What this task involves:
What is the number of lines in the entries that include the word "false"? Respond with the number only.

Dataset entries

==============================

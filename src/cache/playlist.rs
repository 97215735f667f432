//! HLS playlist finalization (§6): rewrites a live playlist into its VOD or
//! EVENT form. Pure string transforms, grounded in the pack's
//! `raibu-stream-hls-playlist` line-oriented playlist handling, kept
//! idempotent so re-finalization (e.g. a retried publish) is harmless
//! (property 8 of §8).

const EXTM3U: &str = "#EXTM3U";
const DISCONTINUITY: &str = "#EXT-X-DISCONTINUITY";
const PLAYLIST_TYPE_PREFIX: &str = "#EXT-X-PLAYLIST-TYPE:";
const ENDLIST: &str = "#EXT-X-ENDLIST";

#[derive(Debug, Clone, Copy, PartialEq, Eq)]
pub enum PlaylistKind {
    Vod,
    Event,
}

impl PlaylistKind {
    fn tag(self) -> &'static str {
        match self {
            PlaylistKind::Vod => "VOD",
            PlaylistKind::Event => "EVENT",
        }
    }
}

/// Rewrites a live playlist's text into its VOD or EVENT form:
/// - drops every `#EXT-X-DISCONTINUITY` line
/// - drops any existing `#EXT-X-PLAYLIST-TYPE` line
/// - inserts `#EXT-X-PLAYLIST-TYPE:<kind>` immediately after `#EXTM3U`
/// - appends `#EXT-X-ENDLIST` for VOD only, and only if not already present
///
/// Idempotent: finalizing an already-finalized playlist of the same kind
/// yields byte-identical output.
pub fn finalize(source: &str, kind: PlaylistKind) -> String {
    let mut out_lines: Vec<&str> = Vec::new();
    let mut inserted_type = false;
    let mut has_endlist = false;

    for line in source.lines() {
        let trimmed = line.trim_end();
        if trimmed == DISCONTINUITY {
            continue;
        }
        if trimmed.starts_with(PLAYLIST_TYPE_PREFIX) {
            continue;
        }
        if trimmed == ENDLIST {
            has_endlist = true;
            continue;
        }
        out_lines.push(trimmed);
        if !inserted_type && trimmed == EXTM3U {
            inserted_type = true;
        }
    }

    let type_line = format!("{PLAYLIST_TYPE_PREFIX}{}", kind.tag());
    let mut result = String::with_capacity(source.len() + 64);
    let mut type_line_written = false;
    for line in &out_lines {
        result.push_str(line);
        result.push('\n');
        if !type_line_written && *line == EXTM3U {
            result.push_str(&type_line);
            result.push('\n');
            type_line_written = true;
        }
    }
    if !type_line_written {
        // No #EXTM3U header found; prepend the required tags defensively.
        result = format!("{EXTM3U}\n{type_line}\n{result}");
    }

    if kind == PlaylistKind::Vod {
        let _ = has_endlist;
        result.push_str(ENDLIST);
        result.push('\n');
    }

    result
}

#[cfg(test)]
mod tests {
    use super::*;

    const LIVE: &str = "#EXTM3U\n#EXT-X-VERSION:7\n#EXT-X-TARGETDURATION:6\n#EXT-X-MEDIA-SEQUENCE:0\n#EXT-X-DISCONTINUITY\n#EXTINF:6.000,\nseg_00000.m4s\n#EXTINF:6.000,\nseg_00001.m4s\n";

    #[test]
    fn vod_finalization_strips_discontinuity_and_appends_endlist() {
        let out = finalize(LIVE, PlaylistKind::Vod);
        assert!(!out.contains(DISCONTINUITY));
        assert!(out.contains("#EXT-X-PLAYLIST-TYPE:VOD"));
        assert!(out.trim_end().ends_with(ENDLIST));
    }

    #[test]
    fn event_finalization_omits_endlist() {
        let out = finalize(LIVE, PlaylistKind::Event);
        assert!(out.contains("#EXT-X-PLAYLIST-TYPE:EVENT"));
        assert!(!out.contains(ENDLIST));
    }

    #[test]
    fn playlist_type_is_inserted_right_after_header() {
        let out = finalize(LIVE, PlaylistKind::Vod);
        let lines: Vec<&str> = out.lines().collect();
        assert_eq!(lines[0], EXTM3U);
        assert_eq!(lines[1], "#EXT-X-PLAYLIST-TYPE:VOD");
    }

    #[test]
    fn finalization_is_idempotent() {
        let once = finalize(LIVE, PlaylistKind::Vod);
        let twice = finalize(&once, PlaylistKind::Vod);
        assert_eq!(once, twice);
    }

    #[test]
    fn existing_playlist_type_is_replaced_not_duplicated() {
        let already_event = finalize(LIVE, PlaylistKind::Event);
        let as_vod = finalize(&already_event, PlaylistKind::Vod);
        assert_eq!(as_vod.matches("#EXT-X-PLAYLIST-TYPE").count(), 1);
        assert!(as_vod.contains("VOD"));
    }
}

==============================

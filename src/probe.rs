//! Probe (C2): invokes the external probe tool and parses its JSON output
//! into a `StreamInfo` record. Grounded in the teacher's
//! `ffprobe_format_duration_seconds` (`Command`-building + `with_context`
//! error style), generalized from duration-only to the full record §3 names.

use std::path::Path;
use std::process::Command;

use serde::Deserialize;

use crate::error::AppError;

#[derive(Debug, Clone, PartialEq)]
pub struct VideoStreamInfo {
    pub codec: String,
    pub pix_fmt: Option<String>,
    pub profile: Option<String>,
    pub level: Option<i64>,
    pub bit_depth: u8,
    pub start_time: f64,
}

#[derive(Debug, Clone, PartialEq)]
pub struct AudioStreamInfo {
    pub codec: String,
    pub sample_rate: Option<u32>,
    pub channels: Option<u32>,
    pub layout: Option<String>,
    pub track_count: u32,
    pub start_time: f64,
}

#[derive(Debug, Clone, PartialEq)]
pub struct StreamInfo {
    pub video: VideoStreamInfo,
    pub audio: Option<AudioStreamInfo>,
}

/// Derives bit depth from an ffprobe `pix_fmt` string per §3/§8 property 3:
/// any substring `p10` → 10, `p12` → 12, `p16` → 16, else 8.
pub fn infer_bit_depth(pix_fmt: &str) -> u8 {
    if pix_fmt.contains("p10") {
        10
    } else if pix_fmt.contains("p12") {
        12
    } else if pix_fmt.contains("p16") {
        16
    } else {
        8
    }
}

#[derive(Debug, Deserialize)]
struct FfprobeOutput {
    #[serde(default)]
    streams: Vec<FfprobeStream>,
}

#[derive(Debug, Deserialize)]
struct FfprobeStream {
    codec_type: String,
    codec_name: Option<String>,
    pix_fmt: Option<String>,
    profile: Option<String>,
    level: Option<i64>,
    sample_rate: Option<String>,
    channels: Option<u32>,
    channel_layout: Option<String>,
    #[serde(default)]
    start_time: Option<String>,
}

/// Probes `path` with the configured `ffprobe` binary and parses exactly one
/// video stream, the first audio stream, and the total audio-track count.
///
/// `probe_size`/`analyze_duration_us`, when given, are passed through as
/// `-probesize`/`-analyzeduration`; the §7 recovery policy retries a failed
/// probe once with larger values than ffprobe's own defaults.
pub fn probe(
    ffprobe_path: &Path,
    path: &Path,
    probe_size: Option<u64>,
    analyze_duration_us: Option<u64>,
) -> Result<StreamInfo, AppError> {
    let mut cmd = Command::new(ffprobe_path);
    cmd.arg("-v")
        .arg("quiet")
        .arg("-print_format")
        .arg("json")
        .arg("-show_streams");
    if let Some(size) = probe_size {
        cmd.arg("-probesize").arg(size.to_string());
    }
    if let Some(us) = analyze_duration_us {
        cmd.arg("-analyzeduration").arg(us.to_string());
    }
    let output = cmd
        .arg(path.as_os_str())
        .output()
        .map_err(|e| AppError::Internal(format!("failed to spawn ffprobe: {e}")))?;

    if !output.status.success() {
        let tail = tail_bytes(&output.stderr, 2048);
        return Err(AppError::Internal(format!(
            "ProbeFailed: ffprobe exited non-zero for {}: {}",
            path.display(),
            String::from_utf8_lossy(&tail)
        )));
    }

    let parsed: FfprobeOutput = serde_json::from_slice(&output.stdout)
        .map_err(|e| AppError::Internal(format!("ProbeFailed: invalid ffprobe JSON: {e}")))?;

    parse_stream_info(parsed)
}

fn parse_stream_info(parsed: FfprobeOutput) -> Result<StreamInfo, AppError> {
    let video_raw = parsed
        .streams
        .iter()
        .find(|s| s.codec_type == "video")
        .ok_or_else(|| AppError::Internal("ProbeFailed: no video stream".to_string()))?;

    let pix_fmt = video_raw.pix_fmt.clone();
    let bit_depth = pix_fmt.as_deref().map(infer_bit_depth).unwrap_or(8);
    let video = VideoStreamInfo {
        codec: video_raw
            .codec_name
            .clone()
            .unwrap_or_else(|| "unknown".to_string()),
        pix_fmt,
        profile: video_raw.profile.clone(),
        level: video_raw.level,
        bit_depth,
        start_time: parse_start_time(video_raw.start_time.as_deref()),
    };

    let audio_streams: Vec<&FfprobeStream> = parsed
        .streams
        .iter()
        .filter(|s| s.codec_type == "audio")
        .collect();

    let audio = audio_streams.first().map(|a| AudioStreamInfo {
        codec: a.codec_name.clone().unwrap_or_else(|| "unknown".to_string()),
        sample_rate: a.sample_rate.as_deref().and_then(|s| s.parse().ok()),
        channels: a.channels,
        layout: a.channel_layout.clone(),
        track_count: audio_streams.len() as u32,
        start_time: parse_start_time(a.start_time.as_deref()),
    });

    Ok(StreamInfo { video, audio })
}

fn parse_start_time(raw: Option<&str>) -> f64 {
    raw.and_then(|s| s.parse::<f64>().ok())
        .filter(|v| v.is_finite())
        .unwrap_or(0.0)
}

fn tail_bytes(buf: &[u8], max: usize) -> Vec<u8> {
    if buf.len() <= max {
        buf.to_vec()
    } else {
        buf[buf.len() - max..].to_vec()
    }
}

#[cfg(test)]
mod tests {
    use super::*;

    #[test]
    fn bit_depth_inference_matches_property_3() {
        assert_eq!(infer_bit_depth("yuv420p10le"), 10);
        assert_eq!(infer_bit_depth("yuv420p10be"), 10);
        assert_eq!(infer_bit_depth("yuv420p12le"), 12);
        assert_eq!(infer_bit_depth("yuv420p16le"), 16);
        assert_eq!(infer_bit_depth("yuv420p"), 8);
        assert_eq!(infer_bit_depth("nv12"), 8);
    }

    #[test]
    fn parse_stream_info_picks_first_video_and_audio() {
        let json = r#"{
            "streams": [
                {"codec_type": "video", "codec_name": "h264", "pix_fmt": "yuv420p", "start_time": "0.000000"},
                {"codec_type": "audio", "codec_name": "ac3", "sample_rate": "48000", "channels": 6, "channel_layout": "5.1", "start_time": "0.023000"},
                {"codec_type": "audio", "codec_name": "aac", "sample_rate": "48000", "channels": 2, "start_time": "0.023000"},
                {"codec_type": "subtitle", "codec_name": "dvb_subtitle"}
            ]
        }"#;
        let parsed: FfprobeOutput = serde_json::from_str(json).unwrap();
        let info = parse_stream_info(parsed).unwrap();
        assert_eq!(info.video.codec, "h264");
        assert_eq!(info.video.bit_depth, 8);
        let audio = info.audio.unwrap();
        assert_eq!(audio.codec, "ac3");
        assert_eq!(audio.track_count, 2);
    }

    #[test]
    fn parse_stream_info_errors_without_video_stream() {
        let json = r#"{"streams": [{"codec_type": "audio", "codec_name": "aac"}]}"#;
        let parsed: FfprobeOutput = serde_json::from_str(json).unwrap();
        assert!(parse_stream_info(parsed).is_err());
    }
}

==============================

Answer:
3